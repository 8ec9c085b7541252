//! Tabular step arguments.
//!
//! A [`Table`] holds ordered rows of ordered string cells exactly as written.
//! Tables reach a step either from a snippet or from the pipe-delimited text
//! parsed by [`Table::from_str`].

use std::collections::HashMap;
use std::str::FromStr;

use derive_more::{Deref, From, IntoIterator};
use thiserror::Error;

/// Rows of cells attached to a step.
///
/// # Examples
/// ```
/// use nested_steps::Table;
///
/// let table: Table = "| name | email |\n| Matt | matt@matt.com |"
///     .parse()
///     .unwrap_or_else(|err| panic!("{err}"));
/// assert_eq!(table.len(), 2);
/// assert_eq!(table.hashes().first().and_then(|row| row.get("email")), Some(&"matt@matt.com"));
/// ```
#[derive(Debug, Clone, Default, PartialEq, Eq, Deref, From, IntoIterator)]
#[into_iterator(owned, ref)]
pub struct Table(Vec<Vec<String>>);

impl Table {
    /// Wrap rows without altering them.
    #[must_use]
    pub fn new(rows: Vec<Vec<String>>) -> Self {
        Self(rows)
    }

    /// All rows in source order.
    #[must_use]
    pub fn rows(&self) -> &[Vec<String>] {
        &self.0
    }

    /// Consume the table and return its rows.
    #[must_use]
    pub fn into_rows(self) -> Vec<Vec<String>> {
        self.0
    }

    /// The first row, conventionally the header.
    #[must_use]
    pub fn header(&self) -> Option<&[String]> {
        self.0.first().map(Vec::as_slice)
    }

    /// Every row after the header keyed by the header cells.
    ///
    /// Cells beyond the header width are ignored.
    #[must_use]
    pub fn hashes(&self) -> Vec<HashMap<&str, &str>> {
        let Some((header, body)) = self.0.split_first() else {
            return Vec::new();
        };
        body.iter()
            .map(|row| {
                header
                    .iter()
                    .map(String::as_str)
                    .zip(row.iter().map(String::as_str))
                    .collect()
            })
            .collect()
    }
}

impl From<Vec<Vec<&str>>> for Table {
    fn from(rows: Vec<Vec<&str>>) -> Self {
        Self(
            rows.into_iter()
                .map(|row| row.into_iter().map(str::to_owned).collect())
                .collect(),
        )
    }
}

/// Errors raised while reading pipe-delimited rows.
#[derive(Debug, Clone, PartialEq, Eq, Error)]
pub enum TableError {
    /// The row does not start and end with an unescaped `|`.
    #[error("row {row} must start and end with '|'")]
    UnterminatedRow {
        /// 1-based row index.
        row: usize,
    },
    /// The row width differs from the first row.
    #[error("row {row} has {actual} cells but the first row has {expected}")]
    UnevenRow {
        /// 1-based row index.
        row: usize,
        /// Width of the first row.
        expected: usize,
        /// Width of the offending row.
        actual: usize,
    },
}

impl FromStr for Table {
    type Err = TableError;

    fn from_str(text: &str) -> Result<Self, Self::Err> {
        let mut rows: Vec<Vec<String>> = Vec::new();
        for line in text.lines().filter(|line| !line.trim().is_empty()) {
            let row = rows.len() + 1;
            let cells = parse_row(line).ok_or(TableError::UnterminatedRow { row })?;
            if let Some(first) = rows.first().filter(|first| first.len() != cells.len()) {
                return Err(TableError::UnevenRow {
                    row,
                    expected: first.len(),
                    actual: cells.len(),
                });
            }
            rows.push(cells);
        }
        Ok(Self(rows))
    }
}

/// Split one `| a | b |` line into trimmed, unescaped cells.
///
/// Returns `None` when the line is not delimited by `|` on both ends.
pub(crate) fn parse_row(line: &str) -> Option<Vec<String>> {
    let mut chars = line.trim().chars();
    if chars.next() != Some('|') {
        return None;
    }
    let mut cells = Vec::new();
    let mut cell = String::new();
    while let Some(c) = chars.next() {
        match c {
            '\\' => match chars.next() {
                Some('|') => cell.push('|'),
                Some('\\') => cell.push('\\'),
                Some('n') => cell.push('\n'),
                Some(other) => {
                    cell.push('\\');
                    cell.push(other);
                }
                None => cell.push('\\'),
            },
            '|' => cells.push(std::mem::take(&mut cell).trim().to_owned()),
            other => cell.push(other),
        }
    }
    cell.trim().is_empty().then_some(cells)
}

────────────────────

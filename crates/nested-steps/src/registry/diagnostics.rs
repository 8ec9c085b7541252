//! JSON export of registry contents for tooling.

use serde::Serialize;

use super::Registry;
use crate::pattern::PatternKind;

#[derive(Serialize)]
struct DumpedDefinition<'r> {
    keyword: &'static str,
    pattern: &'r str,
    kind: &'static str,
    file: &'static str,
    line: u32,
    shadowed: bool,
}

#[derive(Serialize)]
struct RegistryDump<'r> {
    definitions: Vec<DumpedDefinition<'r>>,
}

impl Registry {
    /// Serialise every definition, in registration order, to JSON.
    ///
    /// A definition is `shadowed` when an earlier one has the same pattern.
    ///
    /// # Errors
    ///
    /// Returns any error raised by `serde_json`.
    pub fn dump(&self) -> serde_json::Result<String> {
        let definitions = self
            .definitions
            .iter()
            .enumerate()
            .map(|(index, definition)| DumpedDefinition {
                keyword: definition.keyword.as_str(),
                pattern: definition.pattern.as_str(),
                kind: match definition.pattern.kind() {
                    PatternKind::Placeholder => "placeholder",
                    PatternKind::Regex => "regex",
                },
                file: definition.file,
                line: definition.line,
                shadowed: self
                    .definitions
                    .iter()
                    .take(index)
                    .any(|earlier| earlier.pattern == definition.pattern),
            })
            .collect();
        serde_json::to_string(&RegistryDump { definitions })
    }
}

────────────────────

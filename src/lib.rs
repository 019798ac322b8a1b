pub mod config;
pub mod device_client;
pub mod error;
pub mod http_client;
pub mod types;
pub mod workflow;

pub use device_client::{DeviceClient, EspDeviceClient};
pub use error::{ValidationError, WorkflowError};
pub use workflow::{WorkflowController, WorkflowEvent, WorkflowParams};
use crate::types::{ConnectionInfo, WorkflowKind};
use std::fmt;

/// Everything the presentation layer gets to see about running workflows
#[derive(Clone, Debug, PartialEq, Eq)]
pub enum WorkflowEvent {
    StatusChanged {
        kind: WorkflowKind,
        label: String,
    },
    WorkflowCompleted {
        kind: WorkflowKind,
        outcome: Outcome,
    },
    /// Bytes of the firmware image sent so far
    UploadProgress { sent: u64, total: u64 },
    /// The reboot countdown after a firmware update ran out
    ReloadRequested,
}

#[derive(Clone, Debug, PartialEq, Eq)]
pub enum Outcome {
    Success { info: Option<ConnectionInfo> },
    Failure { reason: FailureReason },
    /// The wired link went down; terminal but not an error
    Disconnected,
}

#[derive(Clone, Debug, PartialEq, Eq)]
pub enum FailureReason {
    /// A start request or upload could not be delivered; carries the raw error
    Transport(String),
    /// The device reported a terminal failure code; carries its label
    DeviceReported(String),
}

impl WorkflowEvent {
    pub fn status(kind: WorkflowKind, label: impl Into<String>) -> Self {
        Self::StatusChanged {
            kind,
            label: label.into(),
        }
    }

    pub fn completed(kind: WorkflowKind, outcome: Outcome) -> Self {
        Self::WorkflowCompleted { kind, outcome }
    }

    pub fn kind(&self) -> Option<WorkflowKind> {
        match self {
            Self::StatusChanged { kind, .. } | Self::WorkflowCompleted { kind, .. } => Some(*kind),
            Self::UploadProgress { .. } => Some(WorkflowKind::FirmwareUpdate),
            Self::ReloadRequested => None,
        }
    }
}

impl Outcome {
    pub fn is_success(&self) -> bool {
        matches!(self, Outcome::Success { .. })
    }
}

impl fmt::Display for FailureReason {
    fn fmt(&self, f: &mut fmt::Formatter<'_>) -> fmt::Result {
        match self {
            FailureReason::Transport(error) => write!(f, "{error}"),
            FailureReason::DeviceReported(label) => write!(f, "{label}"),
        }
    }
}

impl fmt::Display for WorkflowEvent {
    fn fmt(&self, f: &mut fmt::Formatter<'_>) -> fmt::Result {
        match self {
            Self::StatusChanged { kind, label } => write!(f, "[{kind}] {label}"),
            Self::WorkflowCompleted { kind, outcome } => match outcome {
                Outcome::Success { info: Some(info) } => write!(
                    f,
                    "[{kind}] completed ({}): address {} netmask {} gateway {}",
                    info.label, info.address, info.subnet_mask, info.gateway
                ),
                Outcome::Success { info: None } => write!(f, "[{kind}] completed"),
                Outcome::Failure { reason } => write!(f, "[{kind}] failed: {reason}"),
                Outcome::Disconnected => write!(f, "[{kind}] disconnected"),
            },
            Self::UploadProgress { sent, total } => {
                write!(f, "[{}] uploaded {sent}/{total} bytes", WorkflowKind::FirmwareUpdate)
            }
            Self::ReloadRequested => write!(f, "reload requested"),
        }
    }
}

────────────────────

[ASSIGNMENT]: Read the entries and select each line where the word "types" is found.

[EXERCISE OUTPUT]:
pub mod types;
use crate::types::{ConnectionInfo, WorkflowKind};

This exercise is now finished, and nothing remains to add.